The first widely available macromolecular refinement program, PROLSQ (Konnert, 1976), uses an approximation to the second-order problem in which the matrix is greatly simplified. The parameters for each atom are treated as a small block on the diagonal of the matrix, and the off-diagonal blocks for pairs of atoms related by geometric constraints are also filled in. The sparse set of linear equations is then solved by an adaptation of the method of conjugate gradients.

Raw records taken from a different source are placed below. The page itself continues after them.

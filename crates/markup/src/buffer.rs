//! Retained input buffer
//!
//! Holds the code points that earlier feeds did not consume. A scan pass
//! reads by index, may rewrite in place (SGML name lowercasing) and finally
//! consumes the scanned prefix.

/// Code point buffer with consume-prefix semantics
#[derive(Debug, Default)]
pub struct ScanBuffer {
    data: Vec<char>,
}

impl ScanBuffer {
    pub fn new() -> Self {
        Self::default()
    }

    pub fn len(&self) -> usize {
        self.data.len()
    }

    pub fn is_empty(&self) -> bool {
        self.data.is_empty()
    }

    /// Append a chunk of input
    pub fn append(&mut self, chunk: &str) {
        self.data.extend(chunk.chars());
    }

    /// Drop the first `n` code points, keeping the rest for the next pass
    pub fn consume(&mut self, n: usize) {
        self.data.drain(..n);
    }

    /// Drop everything and release the allocation
    pub fn clear(&mut self) {
        self.data = Vec::new();
    }

    pub fn get(&self, index: usize) -> char {
        self.data[index]
    }

    pub fn set(&mut self, index: usize, c: char) {
        self.data[index] = c;
    }

    /// Materialize a span. An inverted span yields the empty string.
    pub fn string(&self, start: usize, end: usize) -> String {
        if start >= end {
            return String::new();
        }
        self.data[start..end].iter().collect()
    }
}
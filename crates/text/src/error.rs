use thiserror::Error;

pub type TextResult<T> = Result<T, TextError>;

#[derive(Debug, Error, PartialEq, Eq)]
pub enum TextError {
    /// The XML declaration cannot be parsed as pseudo-attributes
    #[error("malformed XML declaration: {0}")]
    MalformedDeclaration(&'static str),
}
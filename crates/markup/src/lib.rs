//! Lamassu Markup Parser
//!
//! Incremental, callback-driven SGML/XML tokenization. Documents are fed in
//! chunks; constructs that are cut off at a chunk boundary are retained and
//! completed by later feeds.

mod buffer;
mod check;
mod entities;
mod error;
mod handler;
mod parser;

pub use buffer::ScanBuffer;
pub use check::{Checker, WellFormedChecker};
pub use error::{MarkupError, MarkupResult};
pub use handler::EventHandlers;
pub use parser::{Mode, Parser};
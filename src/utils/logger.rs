use chrono::Local;
use serde::{Deserialize, Serialize};
use std::fs::{self, File, OpenOptions};
use std::io::{self, Write};
use std::path::{Path, PathBuf};
use std::sync::{Arc, Mutex, MutexGuard};
use tracing::{Event, Subscriber};
use tracing_subscriber::fmt::format::Writer;
use tracing_subscriber::fmt::{FmtContext, FormatEvent, FormatFields, MakeWriter};
use tracing_subscriber::registry::LookupSpan;
use tracing_subscriber::{layer::SubscriberExt, util::SubscriberInitExt, EnvFilter, Layer, Registry};

use crate::utils::error::{EtlError, Result};

pub const DEFAULT_LOG_FILE: &str = "recipe_processing.log";
pub const DEFAULT_LOG_MAX_BYTES: u64 = 1_048_576;
pub const DEFAULT_LOG_BACKUPS: usize = 5;

const TIMESTAMP_FORMAT: &str = "%Y-%m-%d %H:%M:%S,%3f";

#[derive(Debug, Clone, Copy, Default, PartialEq, Eq, Serialize, Deserialize)]
#[cfg_attr(feature = "cli", derive(clap::ValueEnum))]
#[serde(rename_all = "lowercase")]
pub enum LogFormat {
    #[default]
    Text,
    Json,
}

#[derive(Debug, Clone)]
pub struct LoggingConfig {
    /// `None` logs to the console only.
    pub file: Option<PathBuf>,
    pub max_bytes: u64,
    pub backups: usize,
    pub format: LogFormat,
    pub verbose: bool,
}

impl Default for LoggingConfig {
    fn default() -> Self {
        Self {
            file: Some(PathBuf::from(DEFAULT_LOG_FILE)),
            max_bytes: DEFAULT_LOG_MAX_BYTES,
            backups: DEFAULT_LOG_BACKUPS,
            format: LogFormat::Text,
            verbose: false,
        }
    }
}

impl LoggingConfig {
    /// Console only, for failures that happen before the real logging
    /// settings are known.
    pub fn console_only(verbose: bool) -> Self {
        Self {
            file: None,
            verbose,
            ..Self::default()
        }
    }
}

/// Keeps the log file open for the lifetime of the process.
///
/// Create it once at start-up with [`init_logger`] and drop it right before
/// exiting; dropping flushes the file. `std::process::exit` skips destructors,
/// so drop the guard explicitly before calling it.
#[derive(Debug)]
#[must_use = "dropping the guard flushes and closes the log file"]
pub struct LoggerGuard {
    file: Option<RotatingFile>,
}

impl LoggerGuard {
    pub fn flush(&self) {
        if let Some(file) = &self.file {
            if let Err(e) = file.flush() {
                eprintln!("failed to flush log file: {}", e);
            }
        }
    }
}

impl Drop for LoggerGuard {
    fn drop(&mut self) {
        self.flush();
    }
}

pub fn init_logger(config: &LoggingConfig) -> Result<LoggerGuard> {
    let filter = EnvFilter::try_from_default_env()
        .unwrap_or_else(|_| EnvFilter::new(default_directives(config.verbose)));

    let mut layers = vec![build_layer(config.format, io::stderr)];

    let file = match &config.file {
        Some(path) => {
            let file = RotatingFile::open(path.clone(), config.max_bytes, config.backups)
                .map_err(|e| EtlError::ConfigError {
                    message: format!("cannot open log file {}: {}", path.display(), e),
                })?;
            layers.push(build_layer(config.format, file.clone()));
            Some(file)
        }
        None => None,
    };

    tracing_subscriber::registry()
        .with(layers)
        .with(filter)
        .try_init()
        .map_err(|e| EtlError::ConfigError {
            message: format!("logger already initialised: {}", e),
        })?;

    Ok(LoggerGuard { file })
}

/// Filter used when `RUST_LOG` is unset. Covers the library and both
/// binaries, whose events carry their own crate name as target.
pub(crate) fn default_directives(verbose: bool) -> &'static str {
    if verbose {
        "recipes_etl=debug,toml_etl=debug,info"
    } else {
        "recipes_etl=info,toml_etl=info"
    }
}

pub(crate) fn build_layer<W>(format: LogFormat, writer: W) -> Box<dyn Layer<Registry> + Send + Sync>
where
    W: for<'w> MakeWriter<'w> + Send + Sync + 'static,
{
    match format {
        LogFormat::Text => tracing_subscriber::fmt::layer()
            .with_writer(writer)
            .with_ansi(false)
            .event_format(LineFormat)
            .boxed(),
        LogFormat::Json => tracing_subscriber::fmt::layer()
            .with_writer(writer)
            .with_ansi(false)
            .json()
            .boxed(),
    }
}

/// `2024-05-01 12:00:00,123 - INFO - target - message`
pub struct LineFormat;

impl<S, N> FormatEvent<S, N> for LineFormat
where
    S: Subscriber + for<'a> LookupSpan<'a>,
    N: for<'a> FormatFields<'a> + 'static,
{
    fn format_event(
        &self,
        ctx: &FmtContext<'_, S, N>,
        mut writer: Writer<'_>,
        event: &Event<'_>,
    ) -> std::fmt::Result {
        let metadata = event.metadata();
        write!(
            writer,
            "{} - {} - {} - ",
            Local::now().format(TIMESTAMP_FORMAT),
            metadata.level(),
            metadata.target()
        )?;
        ctx.field_format().format_fields(writer.by_ref(), event)?;
        writeln!(writer)
    }
}

/// Size-rotated log file: once a write would push the file past `max_bytes`
/// it is renamed to `<path>.1`, older backups shift up to `<path>.<backups>`
/// and the oldest is discarded. With `backups == 0` the file never rotates.
#[derive(Debug, Clone)]
pub struct RotatingFile {
    state: Arc<Mutex<RotatingState>>,
}

#[derive(Debug)]
struct RotatingState {
    path: PathBuf,
    max_bytes: u64,
    backups: usize,
    file: File,
    written: u64,
}

pub struct RotatingFileWriter {
    state: Arc<Mutex<RotatingState>>,
}

impl RotatingFile {
    pub fn open(path: PathBuf, max_bytes: u64, backups: usize) -> io::Result<Self> {
        if let Some(parent) = path.parent() {
            if !parent.as_os_str().is_empty() {
                fs::create_dir_all(parent)?;
            }
        }
        let file = open_append(&path)?;
        let written = file.metadata()?.len();

        Ok(Self {
            state: Arc::new(Mutex::new(RotatingState {
                path,
                max_bytes,
                backups,
                file,
                written,
            })),
        })
    }

    pub fn flush(&self) -> io::Result<()> {
        lock(&self.state)?.file.flush()
    }
}

impl<'a> MakeWriter<'a> for RotatingFile {
    type Writer = RotatingFileWriter;

    fn make_writer(&'a self) -> Self::Writer {
        RotatingFileWriter {
            state: Arc::clone(&self.state),
        }
    }
}

impl Write for RotatingFileWriter {
    fn write(&mut self, buf: &[u8]) -> io::Result<usize> {
        lock(&self.state)?.write(buf)
    }

    fn flush(&mut self) -> io::Result<()> {
        lock(&self.state)?.file.flush()
    }
}

impl RotatingState {
    fn write(&mut self, buf: &[u8]) -> io::Result<usize> {
        let incoming = buf.len() as u64;
        if self.backups > 0
            && self.max_bytes > 0
            && self.written > 0
            && self.written + incoming > self.max_bytes
        {
            self.rotate()?;
        }
        self.file.write_all(buf)?;
        self.written += incoming;
        Ok(buf.len())
    }

    fn rotate(&mut self) -> io::Result<()> {
        self.file.flush()?;
        for index in (1..self.backups).rev() {
            let source = self.backup_path(index);
            if source.exists() {
                let target = self.backup_path(index + 1);
                if target.exists() {
                    fs::remove_file(&target)?;
                }
                fs::rename(&source, &target)?;
            }
        }
        let first = self.backup_path(1);
        if first.exists() {
            fs::remove_file(&first)?;
        }
        fs::rename(&self.path, &first)?;

        self.file = open_append(&self.path)?;
        self.written = 0;
        Ok(())
    }

    fn backup_path(&self, index: usize) -> PathBuf {
        let mut name = self.path.as_os_str().to_owned();
        name.push(format!(".{}", index));
        PathBuf::from(name)
    }
}

fn open_append(path: &Path) -> io::Result<File> {
    OpenOptions::new().create(true).append(true).open(path)
}

fn lock(state: &Mutex<RotatingState>) -> io::Result<MutexGuard<'_, RotatingState>> {
    state
        .lock()
        .map_err(|_| io::Error::new(io::ErrorKind::Other, "log file lock poisoned"))
}
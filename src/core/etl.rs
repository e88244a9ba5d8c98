use crate::core::Pipeline;
use crate::utils::error::Result;
use crate::utils::monitor::SystemMonitor;

/// Runs a pipeline's phases in order. The first failing phase ends the run;
/// nothing is retried.
pub struct EtlEngine<P: Pipeline> {
    pipeline: P,
    monitor: SystemMonitor,
}

impl<P: Pipeline> EtlEngine<P> {
    pub fn new(pipeline: P) -> Self {
        Self::new_with_monitoring(pipeline, false)
    }

    pub fn new_with_monitoring(pipeline: P, monitor_enabled: bool) -> Self {
        Self {
            pipeline,
            monitor: SystemMonitor::new(monitor_enabled),
        }
    }

    pub fn pipeline(&self) -> &P {
        &self.pipeline
    }

    pub async fn run(&self) -> Result<String> {
        tracing::info!("Starting recipe processing");

        tracing::info!("Extracting recipes...");
        let records = self.pipeline.extract().await.map_err(|e| {
            tracing::error!("Extract phase failed: {}", e);
            e
        })?;
        self.monitor.log_stats("Extract");

        tracing::info!("Transforming {} recipes...", records.len());
        let result = self.pipeline.transform(records).await.map_err(|e| {
            tracing::error!("Transform phase failed: {}", e);
            e
        })?;
        tracing::info!(
            "Kept {} chili recipes in {} difficulty groups",
            result.detail.recipes.len(),
            result.summary.len()
        );
        self.monitor.log_stats("Transform");

        tracing::info!("Writing reports...");
        let output = self.pipeline.load(result).await.map_err(|e| {
            tracing::error!("Load phase failed: {}", e);
            e
        })?;
        self.monitor.log_stats("Load");
        self.monitor.log_final_stats();

        tracing::info!("Reports saved to: {}", output);
        Ok(output)
    }
}
use crate::domain::model::{DetailReport, DifficultySummary};
use crate::utils::error::{EtlError, Result};
use csv::{Terminator, WriterBuilder};
use serde_json::Value;

pub const DELIMITER: u8 = b'|';

/// Pipe-delimited detail report with a header row.
pub fn detail_csv(report: &DetailReport) -> Result<String> {
    let mut writer = csv_writer();
    writer.write_record(&report.columns)?;

    for recipe in &report.recipes {
        writer.write_record(
            report
                .columns
                .iter()
                .map(|column| render_cell(&recipe.cell(column))),
        )?;
    }

    finish(writer)
}

/// `Difficulty|AverageTotalTime` rows, no header. A group without a mean
/// leaves the second field empty.
pub fn summary_csv(summary: &[DifficultySummary]) -> Result<String> {
    let mut writer = csv_writer();

    for row in summary {
        let average = row.average_total_time.map(format_mean).unwrap_or_default();
        writer.write_record([row.difficulty.as_str(), average.as_str()])?;
    }

    finish(writer)
}

pub fn render_cell(value: &Value) -> String {
    match value {
        Value::Null => String::new(),
        Value::String(text) => text.clone(),
        other => other.to_string(),
    }
}

/// Always keeps a decimal point: `50.0`, `47.5`.
fn format_mean(mean: f64) -> String {
    format!("{:?}", mean)
}

fn csv_writer() -> csv::Writer<Vec<u8>> {
    WriterBuilder::new()
        .delimiter(DELIMITER)
        .terminator(Terminator::Any(b'\n'))
        .has_headers(false)
        .from_writer(Vec::new())
}

fn finish(writer: csv::Writer<Vec<u8>>) -> Result<String> {
    let bytes = writer
        .into_inner()
        .map_err(|e| EtlError::processing(format!("cannot flush CSV output: {}", e)))?;
    String::from_utf8(bytes)
        .map_err(|e| EtlError::processing(format!("CSV output is not UTF-8: {}", e)))
}
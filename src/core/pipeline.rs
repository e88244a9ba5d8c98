use crate::adapters::http::Fetcher;
use crate::core::{ConfigProvider, Pipeline, Record, Storage, TransformResult};
use crate::transform::{aggregate, filter_and_enrich, parse_records, repair_in_place, report};
use crate::utils::error::{EtlError, Result};

/// Download, repair and parse the feed; build both reports; write them out.
pub struct RecipePipeline<S: Storage, C: ConfigProvider> {
    storage: S,
    config: C,
    fetcher: Fetcher,
}

impl<S: Storage, C: ConfigProvider> RecipePipeline<S, C> {
    pub fn new(storage: S, config: C) -> Result<Self> {
        let fetcher = Fetcher::new(config.request_timeout())?;
        Ok(Self {
            storage,
            config,
            fetcher,
        })
    }
}

#[async_trait::async_trait]
impl<S: Storage, C: ConfigProvider> Pipeline for RecipePipeline<S, C> {
    async fn extract(&self) -> Result<Vec<Record>> {
        let input_file = self.config.input_file();

        self.fetcher
            .fetch(self.config.source_url(), &self.storage, input_file)
            .await?;
        repair_in_place(&self.storage, input_file).await?;

        let content = self.storage.read_file(input_file).await.map_err(|e| {
            tracing::error!("Error processing recipes: cannot read {}: {}", input_file, e);
            e
        })?;
        let records = parse_records(&content)?;

        tracing::info!("Read {} recipes from {}", records.len(), input_file);
        Ok(records)
    }

    async fn transform(&self, data: Vec<Record>) -> Result<TransformResult> {
        let detail = filter_and_enrich(&data, self.config.duration_mode());
        let summary = aggregate(&detail.recipes);

        let render = || -> Result<(String, String)> {
            Ok((report::detail_csv(&detail)?, report::summary_csv(&summary)?))
        };
        let (detail_csv, summary_csv) = render().map_err(|e| {
            tracing::error!("Error processing recipes: {}", e);
            match e {
                EtlError::ProcessingError { .. } => e,
                other => EtlError::processing(format!("cannot render reports: {}", other)),
            }
        })?;

        for row in &summary {
            tracing::debug!(
                "{}: {} recipes, average total time {:?}",
                row.difficulty,
                row.recipe_count,
                row.average_total_time
            );
        }

        Ok(TransformResult {
            detail,
            summary,
            detail_csv,
            summary_csv,
        })
    }

    async fn load(&self, result: TransformResult) -> Result<String> {
        let chilies_file = self.config.chilies_file();
        let results_file = self.config.results_file();

        self.write_report(chilies_file, &result.detail_csv).await?;
        tracing::info!(
            "Chilies data saved to {} ({} recipes)",
            chilies_file,
            result.detail.recipes.len()
        );

        self.write_report(results_file, &result.summary_csv).await?;
        tracing::info!(
            "Results data saved to {} ({} difficulty groups)",
            results_file,
            result.summary.len()
        );

        Ok(format!("{}, {}", chilies_file, results_file))
    }
}

impl<S: Storage, C: ConfigProvider> RecipePipeline<S, C> {
    async fn write_report(&self, path: &str, content: &str) -> Result<()> {
        self.storage
            .write_file(path, content.as_bytes())
            .await
            .map_err(|e| {
                tracing::error!("Error processing recipes: cannot write {}: {}", path, e);
                e
            })
    }
}

#[cfg(test)]
mod tests {
    use super::*;
    use crate::adapters::storage::MemoryStorage;
    use crate::transform::duration::DurationMode;
    use httpmock::prelude::*;
    use std::time::Duration;

    struct MockConfig {
        source_url: String,
    }

    impl MockConfig {
        fn new(source_url: String) -> Self {
            Self { source_url }
        }
    }

    impl ConfigProvider for MockConfig {
        fn source_url(&self) -> &str {
            &self.source_url
        }

        fn input_file(&self) -> &str {
            "input/bi_recipes.json"
        }

        fn chilies_file(&self) -> &str {
            "recipes-etl/Chilies.csv"
        }

        fn results_file(&self) -> &str {
            "recipes-etl/Results.csv"
        }

        fn request_timeout(&self) -> Option<Duration> {
            Some(Duration::from_secs(5))
        }

        fn duration_mode(&self) -> DurationMode {
            DurationMode::Positional
        }
    }

    const FEED: &str = concat!(
        r#"{"name": "Recipe 1", "ingredients": "chilies", "prepTime": "PT15M", "cookTime": "PT35M"}"#,
        "\n",
        r#"{"name": "Recipe 2", "ingredients": "tomatoes", "prepTime": "PT20M", "cookTime": "PT45M"}"#,
        "\n"
    );

    fn pipeline(url: String) -> (RecipePipeline<MemoryStorage, MockConfig>, MemoryStorage) {
        let storage = MemoryStorage::new();
        let pipeline = RecipePipeline::new(storage.clone(), MockConfig::new(url)).unwrap();
        (pipeline, storage)
    }

    #[tokio::test]
    async fn test_extract_downloads_repairs_and_parses() {
        let server = MockServer::start();
        let api_mock = server.mock(|when, then| {
            when.method(GET).path("/recipes.json");
            then.status(200).body(FEED);
        });

        let (pipeline, storage) = pipeline(server.url("/recipes.json"));
        let records = pipeline.extract().await.unwrap();

        api_mock.assert();
        assert_eq!(records.len(), 2);
        assert_eq!(records[1].get_str("name"), Some("Recipe 2"));

        let repaired = storage.get_file("input/bi_recipes.json").await.unwrap();
        let repaired = String::from_utf8(repaired).unwrap();
        assert!(repaired.starts_with("[{"));
        assert!(repaired.ends_with("}]"));
        assert!(!repaired.contains('\n'));
    }

    #[tokio::test]
    async fn test_extract_transport_failure() {
        let server = MockServer::start();
        server.mock(|when, then| {
            when.method(GET).path("/recipes.json");
            then.status(404);
        });

        let (pipeline, storage) = pipeline(server.url("/recipes.json"));
        let err = pipeline.extract().await.unwrap_err();

        assert!(matches!(err, EtlError::TransportError { .. }));
        assert!(storage.paths().await.is_empty());
    }

    #[tokio::test]
    async fn test_extract_malformed_feed_is_processing_error() {
        let server = MockServer::start();
        server.mock(|when, then| {
            when.method(GET).path("/recipes.json");
            then.status(200).body("{\"a\":1}\nnot json\n");
        });

        let (pipeline, _) = pipeline(server.url("/recipes.json"));
        let err = pipeline.extract().await.unwrap_err();
        assert!(matches!(err, EtlError::ProcessingError { .. }));
    }

    #[tokio::test]
    async fn test_transform_builds_both_reports() {
        let records = parse_records(crate::transform::repair_text(FEED).as_bytes()).unwrap();
        let (pipeline, _) = pipeline("http://unused.invalid/".to_string());

        let result = pipeline.transform(records).await.unwrap();

        assert_eq!(result.detail.recipes.len(), 1);
        assert_eq!(
            result.detail_csv,
            "name|ingredients|prepTime|cookTime|totalTime|difficulty\n\
             Recipe 1|chilies|15|35|50|Medium\n"
        );
        assert_eq!(result.summary_csv, "Medium|50.0\n");
    }

    #[tokio::test]
    async fn test_load_writes_both_files() {
        let records = parse_records(crate::transform::repair_text(FEED).as_bytes()).unwrap();
        let (pipeline, storage) = pipeline("http://unused.invalid/".to_string());

        let result = pipeline.transform(records).await.unwrap();
        let output = pipeline.load(result).await.unwrap();

        assert_eq!(output, "recipes-etl/Chilies.csv, recipes-etl/Results.csv");
        assert_eq!(
            storage.paths().await,
            vec!["recipes-etl/Chilies.csv", "recipes-etl/Results.csv"]
        );
        assert_eq!(
            storage.get_file("recipes-etl/Results.csv").await.unwrap(),
            b"Medium|50.0\n"
        );
    }
}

The most comprehensive refinement program available for macromolecules is the same as the most comprehensive program available for small molecules – SHELXL98 (Sheldrick, 1993; see also Section 25.2.10
). The primary adaptations to macromolecular problems have been the addition of conjugate gradients as an optimization method for cases in which the full matrix will not fit in the available memory and facilities to process the polymeric models required for macromolecules.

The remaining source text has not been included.